Yeah, real winning way to handle that, self.
So anyway, we sleep, and I wake up really early... before 6. So I turn over, pull out the long pillow between us, and cuddle up with Z again. And she's a little responsive, but not really... and I'm feeling very amorous, and not getting the response I want, so again I retreat, this time to the bathroom to shower and get ready. From there, the morning just snowballs. There's petty arguments, accusations of miscommunication on both sides, and I'm left depressed while Z's crying in frustration, which always breaks my heart wide open. By this point, it's just a feedback loop. I'm feeling depressed, which is bringing Z down, which depresses me more, and so on.
Now I'm at work, and I'm feeling a bit better, but I'm also extremely pissed at myself for being so damn grumpy and thin-skinned lately! And there's no real noticeable reason for it, either. Z thinks that I might have low blood sugar, or that I just need to get off sometime. I think I just need some kind of intimacy, or something. Lately I've been feeling unappreciated, or that I'm pulling more than my fair share of the load, but maybe that's just the depression talking, I don't know.
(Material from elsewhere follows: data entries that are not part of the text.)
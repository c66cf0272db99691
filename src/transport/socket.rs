//! Socket client transport (TCP and UDP)
//!
//! # Connection Lifecycle
//!
//! ```text
//! Unconnected --connect()--> Connected --disconnect()--> Unconnected
//!                                 |
//!                                 +-- peer closed / reset (TCP only) --> Unconnected
//! ```
//!
//! - **TCP**: `connect` performs a blocking connect to `host:port`.
//! - **UDP**: `connect` only allocates a datagram socket; every send goes to
//!   `host:port` and no reply is expected.
//!
//! # Framing
//!
//! Messages are written without a delimiter. A receive performs one bounded
//! read of at most `buffer_size` bytes and decodes it as one JSON document,
//! so each peer write must arrive as a single read. This holds for UDP and
//! for small TCP messages on a quiet link; it is not guaranteed for TCP in
//! general.

use super::{Protocol, Transport, read_timeout, resolve};
use crate::config::SocketConfig;
use crate::error::{Error, Result};
use crate::message::{self, Message};
use std::io::{Read, Write};
use std::net::{SocketAddr, TcpStream, UdpSocket};
use std::time::Duration;

/// Open client socket
enum ClientSocket {
    Tcp(TcpStream),
    Udp { socket: UdpSocket, peer: SocketAddr },
}

/// Socket client transport for TCP and UDP
pub struct SocketTransport {
    config: SocketConfig,
    socket: Option<ClientSocket>,
    connected: bool,
    /// Reusable receive buffer (`buffer_size` bytes)
    recv_buffer: Vec<u8>,
    log_target: String,
}

impl SocketTransport {
    /// Create an unconnected client
    ///
    /// Fails immediately on invalid parameters; no I/O happens here.
    pub fn new(config: SocketConfig) -> Result<Self> {
        config.validate()?;
        Ok(Self {
            recv_buffer: vec![0; config.buffer_size],
            config,
            socket: None,
            connected: false,
            log_target: module_path!().to_string(),
        })
    }

    /// Route this instance's log records to `target`
    pub fn with_log_target(mut self, target: impl Into<String>) -> Self {
        self.log_target = target.into();
        self
    }

    /// Configuration this transport was built from
    pub fn config(&self) -> &SocketConfig {
        &self.config
    }

    /// TCP or UDP
    pub fn protocol(&self) -> Protocol {
        self.config.protocol
    }

    /// Local address of the open socket
    pub fn local_addr(&self) -> Option<SocketAddr> {
        match self.socket.as_ref()? {
            ClientSocket::Tcp(stream) => stream.local_addr().ok(),
            ClientSocket::Udp { socket, .. } => socket.local_addr().ok(),
        }
    }

    fn open(&self) -> Result<ClientSocket> {
        let peer = resolve(&self.config.host, self.config.port)?;
        match self.config.protocol {
            Protocol::Tcp => {
                let stream = TcpStream::connect(peer)?;
                // Teleop commands are tiny; don't let Nagle merge them
                if let Err(e) = stream.set_nodelay(true) {
                    log::warn!(
                        target: self.log_target.as_str(),
                        "Failed to set TCP_NODELAY: {}",
                        e
                    );
                }
                Ok(ClientSocket::Tcp(stream))
            }
            Protocol::Udp => {
                let bind_addr = if peer.is_ipv4() { "0.0.0.0:0" } else { "[::]:0" };
                let socket = UdpSocket::bind(bind_addr)?;
                Ok(ClientSocket::Udp { socket, peer })
            }
        }
    }

    fn write_message(&mut self, message: &Message) -> Result<usize> {
        let bytes = message::encode(message)?;
        match self.socket.as_mut().ok_or(Error::NotConnected)? {
            ClientSocket::Tcp(stream) => {
                stream.write_all(&bytes)?;
                stream.flush()?;
            }
            ClientSocket::Udp { socket, peer } => {
                let sent = socket.send_to(&bytes, *peer)?;
                if sent != bytes.len() {
                    return Err(Error::Other(format!(
                        "datagram truncated: sent {} of {} bytes",
                        sent,
                        bytes.len()
                    )));
                }
            }
        }
        Ok(bytes.len())
    }

    /// One bounded read; `Ok(None)` on timeout
    fn read_payload(&mut self, timeout: Duration) -> Result<Option<usize>> {
        let timeout = Some(read_timeout(timeout));
        let result = match self.socket.as_mut().ok_or(Error::NotConnected)? {
            ClientSocket::Tcp(stream) => {
                stream.set_read_timeout(timeout)?;
                match stream.read(&mut self.recv_buffer) {
                    Ok(0) => return Err(Error::Disconnected),
                    other => other,
                }
            }
            ClientSocket::Udp { socket, .. } => {
                socket.set_read_timeout(timeout)?;
                socket.recv_from(&mut self.recv_buffer).map(|(n, from)| {
                    log::trace!(
                        target: self.log_target.as_str(),
                        "Datagram of {} bytes from {}",
                        n,
                        from
                    );
                    n
                })
            }
        };

        match result {
            Ok(n) => Ok(Some(n)),
            Err(e) => {
                let err = Error::Io(e);
                if err.is_timeout() { Ok(None) } else { Err(err) }
            }
        }
    }

    /// Drop the stream after the peer went away (TCP only)
    fn mark_connection_lost(&mut self) {
        if matches!(self.socket, Some(ClientSocket::Tcp(_))) {
            self.socket = None;
            self.connected = false;
            log::info!(
                target: self.log_target.as_str(),
                "TCP connection to {}:{} lost",
                self.config.host,
                self.config.port
            );
        }
    }
}

impl Transport for SocketTransport {
    fn connect(&mut self) -> bool {
        if self.connected {
            log::warn!(target: self.log_target.as_str(), "Already connected, ignoring connect()");
            return true;
        }

        match self.open() {
            Ok(socket) => {
                match &socket {
                    ClientSocket::Tcp(_) => log::info!(
                        target: self.log_target.as_str(),
                        "TCP connected to {}:{}",
                        self.config.host,
                        self.config.port
                    ),
                    ClientSocket::Udp { peer, .. } => log::info!(
                        target: self.log_target.as_str(),
                        "UDP socket ready for {}",
                        peer
                    ),
                }
                self.socket = Some(socket);
                self.connected = true;
                true
            }
            Err(e) => {
                log::error!(
                    target: self.log_target.as_str(),
                    "{} connect to {}:{} failed: {}",
                    self.config.protocol,
                    self.config.host,
                    self.config.port,
                    e
                );
                self.socket = None;
                self.connected = false;
                false
            }
        }
    }

    fn disconnect(&mut self) -> bool {
        if self.socket.take().is_some() {
            log::info!(target: self.log_target.as_str(), "Socket closed");
        }
        self.connected = false;
        true
    }

    fn send_command(&mut self, message: &Message) -> bool {
        if !self.connected {
            log::error!(target: self.log_target.as_str(), "Not connected, cannot send command");
            return false;
        }

        match self.write_message(message) {
            Ok(n) => {
                log::debug!(target: self.log_target.as_str(), "Sent {} bytes: {:?}", n, message);
                true
            }
            Err(e) => {
                log::error!(target: self.log_target.as_str(), "Failed to send command: {}", e);
                if e.is_connection_lost() {
                    self.mark_connection_lost();
                }
                false
            }
        }
    }

    fn receive_data(&mut self, timeout: Duration) -> Option<Message> {
        if !self.connected {
            log::error!(target: self.log_target.as_str(), "Not connected, cannot receive data");
            return None;
        }

        match self.read_payload(timeout) {
            Ok(Some(n)) => match message::decode(&self.recv_buffer[..n]) {
                Ok(msg) => {
                    log::debug!(target: self.log_target.as_str(), "Received: {:?}", msg);
                    Some(msg)
                }
                Err(e) => {
                    log::error!(
                        target: self.log_target.as_str(),
                        "Discarding malformed payload ({} bytes): {}",
                        n,
                        e
                    );
                    None
                }
            },
            Ok(None) => {
                log::debug!(
                    target: self.log_target.as_str(),
                    "Receive timed out after {:?}",
                    timeout
                );
                None
            }
            Err(e) if e.is_connection_lost() => {
                log::debug!(target: self.log_target.as_str(), "Receive failed: {}", e);
                self.mark_connection_lost();
                None
            }
            Err(e) => {
                log::error!(target: self.log_target.as_str(), "Failed to receive data: {}", e);
                None
            }
        }
    }

    fn check_connection(&self) -> bool {
        self.connected
    }
}

impl Drop for SocketTransport {
    fn drop(&mut self) {
        if self.connected {
            self.disconnect();
        }
    }
}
I want someone to hug me, hold me tight, tell me they love me, try to cheer me up, something. I just need some assurance.
And maybe Z needs some too. I love her so much, it kills me that I hurt her feelings today. I just need to let her know that I love her, and that I'm sorry. I just called her, and I'm still getting the kind of distant, not-quite-all-better reaction... she's still a bit cold. But that's understandable, I guess. I can't just expect to call her and have it suddenly be "all better" again, even though that's what I wanted.
*sighs*
Can't win, can I? I just need to get out of this funk I'm in!! I need SOMETHING to cheer me up, to make me see that things are okay, that I don't need to be feeling down.